• [WHAT IS NEEDED] When you reach the line with "let config = Arc::clone(&state.config);" in the data below, begin printing lines exactly, and stop once the line with "async fn timeout_body(response: Response)" has been printed.
□ □ □
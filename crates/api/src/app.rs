//! Router assembly shared by the binary and the integration tests.

use std::any::Any;
use std::sync::Arc;
use std::time::Duration;

use axum::extract::DefaultBodyLimit;
use axum::middleware;
use axum::http::header::{AUTHORIZATION, CONTENT_TYPE};
use axum::http::{HeaderName, Method, StatusCode};
use axum::response::{IntoResponse, Response};
use axum::{Json, Router};
use serde_json::json;
use tower_http::catch_panic::CatchPanicLayer;
use tower_http::cors::CorsLayer;
use tower_http::request_id::{MakeRequestUuid, PropagateRequestIdLayer, SetRequestIdLayer};
use tower_http::timeout::TimeoutLayer;
use tower_http::trace::{DefaultMakeSpan, DefaultOnResponse, TraceLayer};
use tracing::Level;

use crate::config::ServerConfig;
use crate::routes;
use crate::state::AppState;

/// Build the full application: routes, fallback and middleware stack.
pub fn build_app(state: AppState) -> Router {
    let config = Arc::clone(&state.config);
    let cors = build_cors_layer(&config);
    let request_id_header = HeaderName::from_static("x-request-id");

    Router::new()
        .merge(routes::health::router())
        .merge(routes::ai::router())
        .fallback(routes::health::not_found)
        // -- Middleware stack (applied bottom-up) --
        .layer(DefaultBodyLimit::max(config.body_limit_bytes))
        // Panic recovery: catch panics and return 500 JSON.
        .layer(CatchPanicLayer::custom(handle_panic))
        .layer(TimeoutLayer::with_status_code(
            StatusCode::REQUEST_TIMEOUT,
            Duration::from_secs(config.request_timeout_secs),
        ))
        // The timeout layer answers with an empty body; give it the failure shape.
        .layer(middleware::map_response(timeout_body))
        .layer(PropagateRequestIdLayer::new(request_id_header.clone()))
        .layer(
            TraceLayer::new_for_http()
                .make_span_with(DefaultMakeSpan::new().level(Level::INFO))
                .on_response(DefaultOnResponse::new().level(Level::INFO)),
        )
        .layer(SetRequestIdLayer::new(request_id_header, MakeRequestUuid))
        .layer(cors)
        .with_state(state)
}

async fn timeout_body(response: Response) -> Response {
    if response.status() != StatusCode::REQUEST_TIMEOUT {
        return response;
    }
    tracing::warn!("Request timed out");
    (
        StatusCode::REQUEST_TIMEOUT,
        Json(json!({ "success": false, "message": "Request timed out" })),
    )
        .into_response()
}

fn handle_panic(err: Box<dyn Any + Send + 'static>) -> Response {
    let detail = err
        .downcast_ref::<String>()
        .map(String::as_str)
        .or_else(|| err.downcast_ref::<&str>().copied())
        .unwrap_or("unknown panic");
    tracing::error!(panic = %detail, "Handler panicked");

    (
        StatusCode::INTERNAL_SERVER_ERROR,
        Json(json!({ "success": false, "message": "Internal server error" })),
    )
        .into_response()
}

/// Build the CORS middleware layer from server configuration.
///
/// Panics at startup if any configured origin is invalid, which is the
/// desired behaviour -- we want misconfiguration to fail fast.
fn build_cors_layer(config: &ServerConfig) -> CorsLayer {
    let origins: Vec<_> = config
        .cors_origins
        .iter()
        .map(|o| {
            o.parse()
                .unwrap_or_else(|e| panic!("Invalid CORS origin '{o}': {e}"))
        })
        .collect();

    CorsLayer::new()
        .allow_origin(origins)
        .allow_methods([Method::GET, Method::POST, Method::OPTIONS])
        .allow_headers([CONTENT_TYPE, AUTHORIZATION])
        .allow_credentials(true)
        .max_age(Duration::from_secs(3600))
}
//! Repository layer.
//!
//! Each repository is a zero-sized struct providing async methods
//! that accept `&PgPool` as the first argument.

pub mod creation_repo;

pub use creation_repo::CreationRepo;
□ □ □
• [EXPECTED ANSWER]
    let config = Arc::clone(&state.config);
    let cors = build_cors_layer(&config);
    let request_id_header = HeaderName::from_static("x-request-id");

    Router::new()
        .merge(routes::health::router())
        .merge(routes::ai::router())
        .fallback(routes::health::not_found)
        // -- Middleware stack (applied bottom-up) --
        .layer(DefaultBodyLimit::max(config.body_limit_bytes))
        // Panic recovery: catch panics and return 500 JSON.
        .layer(CatchPanicLayer::custom(handle_panic))
        .layer(TimeoutLayer::with_status_code(
            StatusCode::REQUEST_TIMEOUT,
            Duration::from_secs(config.request_timeout_secs),
        ))
        // The timeout layer answers with an empty body; give it the failure shape.
        .layer(middleware::map_response(timeout_body))
        .layer(PropagateRequestIdLayer::new(request_id_header.clone()))
        .layer(
            TraceLayer::new_for_http()
                .make_span_with(DefaultMakeSpan::new().level(Level::INFO))
                .on_response(DefaultOnResponse::new().level(Level::INFO)),
        )
        .layer(SetRequestIdLayer::new(request_id_header, MakeRequestUuid))
        .layer(cors)
        .with_state(state)
}

async fn timeout_body(response: Response) -> Response {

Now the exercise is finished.